Reputation: 1325
I have two files as follows. The first is sample.txt
:
new haven co-op toronto on $1245
joe schmo co-op powell river bc $4444
The second is locations.txt
:
toronto
powell river
on
bc
We'd like to use sed
to produce a marked up sample-new.txt
that added ;
before and after each of these. So that the final string would appear like:
new haven co-op ;toronto; ;on; $1245
joe schmo co-op ;powell river; ;bc; $4444
Is this possible using bash?
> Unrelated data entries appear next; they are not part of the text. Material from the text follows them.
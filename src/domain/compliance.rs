//! Withdrawal fee compliance between the target and source venues.
//!
//! The target venue must never charge less, or allow smaller withdrawals,
//! than the source venue it settles through. Each source network is checked
//! on its own.

use rust_decimal::Decimal;
use serde::Serialize;

use super::currency::{index_by_code, NetworkRecord, SourceCurrency, TargetCurrency};

/// Outcome of comparing one target currency against one source network.
#[derive(Debug, Clone, PartialEq, Eq, Serialize)]
pub struct ComplianceReport {
    pub currency: String,
    pub network: String,
    pub target_min_withdraw: Decimal,
    pub source_min_withdraw: Decimal,
    pub target_withdraw_fee: Decimal,
    pub source_withdraw_fee: Decimal,
    /// Target minimum withdrawal is at least the source network's.
    pub min_withdraw_ok: bool,
    /// Target withdrawal fee is at least the source network's.
    pub withdraw_fee_ok: bool,
}

impl ComplianceReport {
    #[must_use]
    pub const fn is_compliant(&self) -> bool {
        self.min_withdraw_ok && self.withdraw_fee_ok
    }
}

/// Compliance of one target currency across all its source networks.
#[derive(Debug, Clone, PartialEq, Eq, Serialize)]
#[serde(tag = "status", rename_all = "snake_case")]
pub enum CurrencyCompliance {
    /// The source venue does not list the currency.
    AbsentAtSource { code: String },
    /// One report per source network, in source order.
    Checked {
        code: String,
        reports: Vec<ComplianceReport>,
    },
}

impl CurrencyCompliance {
    #[must_use]
    pub fn code(&self) -> &str {
        match self {
            Self::AbsentAtSource { code } | Self::Checked { code, .. } => code,
        }
    }
}

/// Compare a target currency with one source network.
#[must_use]
pub fn check_compliance(target: &TargetCurrency, network: &NetworkRecord) -> ComplianceReport {
    ComplianceReport {
        currency: target.source_code(),
        network: network.name.clone(),
        target_min_withdraw: target.min_withdraw,
        source_min_withdraw: network.withdraw_min,
        target_withdraw_fee: target.withdraw_fee,
        source_withdraw_fee: network.withdraw_fee,
        min_withdraw_ok: target.min_withdraw >= network.withdraw_min,
        withdraw_fee_ok: target.withdraw_fee >= network.withdraw_fee,
    }
}

/// Check a target currency against its source counterpart, if any.
#[must_use]
pub fn check_currency(
    target: &TargetCurrency,
    source: Option<&SourceCurrency>,
) -> CurrencyCompliance {
    match source {
        None => CurrencyCompliance::AbsentAtSource {
            code: target.source_code(),
        },
        Some(source) => CurrencyCompliance::Checked {
            code: target.source_code(),
            reports: source
                .networks
                .iter()
                .map(|network| check_compliance(target, network))
                .collect(),
        },
    }
}

/// Check every target currency, in target order.
#[must_use]
pub fn audit_fees(
    targets: &[TargetCurrency],
    sources: &[SourceCurrency],
) -> Vec<CurrencyCompliance> {
    let index = index_by_code(sources);
    targets
        .iter()
        .map(|target| check_currency(target, index.get(target.source_code().as_str()).copied()))
        .collect()
}

#[cfg(test)]
mod tests {
    use super::*;
    use rust_decimal_macros::dec;

    fn usdt() -> SourceCurrency {
        SourceCurrency::new(
            "USDT",
            vec![
                NetworkRecord::new("ETH", dec!(3.2), dec!(10)),
                NetworkRecord::new("TRX", dec!(1), dec!(10)),
            ],
        )
    }

    #[test]
    fn passes_when_target_is_at_least_source() {
        let target = TargetCurrency::new("usdt", dec!(1), dec!(10));
        let report = check_compliance(&target, &NetworkRecord::new("TRX", dec!(1.0), dec!(10)));

        assert!(report.min_withdraw_ok);
        assert!(report.withdraw_fee_ok);
        assert!(report.is_compliant());
        assert_eq!(report.currency, "USDT");
        assert_eq!(report.network, "TRX");
    }

    #[test]
    fn each_comparison_fails_independently() {
        let target = TargetCurrency::new("usdt", dec!(5), dec!(1));
        let report = check_compliance(&target, &NetworkRecord::new("ETH", dec!(3.2), dec!(10)));

        assert!(!report.min_withdraw_ok);
        assert!(report.withdraw_fee_ok);
        assert!(!report.is_compliant());
        assert_eq!(report.target_min_withdraw, dec!(1));
        assert_eq!(report.source_min_withdraw, dec!(10));
        assert_eq!(report.target_withdraw_fee, dec!(5));
        assert_eq!(report.source_withdraw_fee, dec!(3.2));
    }

    #[test]
    fn one_report_per_network() {
        let target = TargetCurrency::new("usdt", dec!(2), dec!(20));
        let source = usdt();

        let CurrencyCompliance::Checked { code, reports } = check_currency(&target, Some(&source))
        else {
            panic!("expected a checked currency");
        };

        assert_eq!(code, "USDT");
        assert_eq!(reports.len(), 2);
        assert!(!reports[0].withdraw_fee_ok);
        assert!(reports[1].withdraw_fee_ok);
    }

    #[test]
    fn absent_currency_produces_no_reports() {
        let target = TargetCurrency::new("xyz", dec!(1), dec!(1));
        assert_eq!(
            check_currency(&target, None),
            CurrencyCompliance::AbsentAtSource { code: "XYZ".into() }
        );
    }

    #[test]
    fn audit_matches_codes_case_insensitively_from_target() {
        let targets = vec![
            TargetCurrency::new("usdt", dec!(5), dec!(20)),
            TargetCurrency::new("doge", dec!(5), dec!(20)),
        ];
        let sources = vec![usdt()];

        let results = audit_fees(&targets, &sources);

        assert_eq!(results.len(), 2);
        assert!(matches!(
            &results[0],
            CurrencyCompliance::Checked { reports, .. } if reports.len() == 2
        ));
        assert_eq!(results[1].code(), "DOGE");
        assert!(matches!(results[1], CurrencyCompliance::AbsentAtSource { .. }));
    }
}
The actual files are much longer (thousands of lines in each case) but as a one-time job we're not too concerned about processing time.
--- edited to add ---
My original approach was something like this:
cat locations.txt | xargs -i sed 's/{}/;/' sample.txt
But it only ran the script once per pattern, as opposed to the methods you've proposed here.
Upvotes: 3
Views: 65
Reputation: 20980
Using awk
:
awk 'NR==FNR{a[NR]=$0; next;} {for(i in a)gsub("\\<"a[i]"\\>",";"a[i]";"); print} ' locations.txt sample.txt
Using awk+sed
sed -f <(awk '{print "s|\\<"$0"\\>|;"$0";|g"}' locations.txt) sample.txt
Same using pure sed
:
sed -f <(sed 's/.*/s|\\<&\\>|\;&\;|g/' locations.txt) sample.txt
(After you show your coding attempts, I will add the explanation of why this works.)
Upvotes: 2
Reputation: 46896
Just to complete your set of options, you can do this in pure bash, slowly:
#!/usr/bin/env bash
readarray -t places < t2
while read line; do
for place in "${places[@]}"; do
line="${line/ $place / ;$place; }"
done
echo "$line"
done < t1
Note that this likely won't work as expected if you include places that are inside other places, for example "niagara on the lake" which is in "on":
foo bar co-op ;niagara ;on; the lake; on $1
Instead, you might want to do more targeted pattern matching, which will be much easier in awk:
#!/usr/bin/awk -f
# Collect the location list into the index of an array
NR==FNR {
places[$0]
next
}
# Now step through the input file
{
# Handle two-letter provinces
if ($(NF-1) in places) {
$(NF-1)=";" $(NF-1) ";"
}
# Step through the remaining places doing substitutions as we find matches
for (place in places) {
if (length(place)>2 && index($0,place)) {
sub(place,";"place";")
}
}
}
# Print every line
1
This works for me using the data in your question:
$ cat places
toronto
powell river
niagara on the lake
on
bc
$ ./tst places input
new haven co-op ;toronto; ;on; $1245
joe schmo co-op ;powell river; ;bc; $4444
foo nar co-op ;niagara on the lake; ;on; $1
You may have a problem if your places file contains an actual non-province comprising two letters. I'm not sure if such things exist in Canada, but if they do, you'll either need to tweak such lines manually, or make the script more complex by handling provinces separately from cities.
Upvotes: 1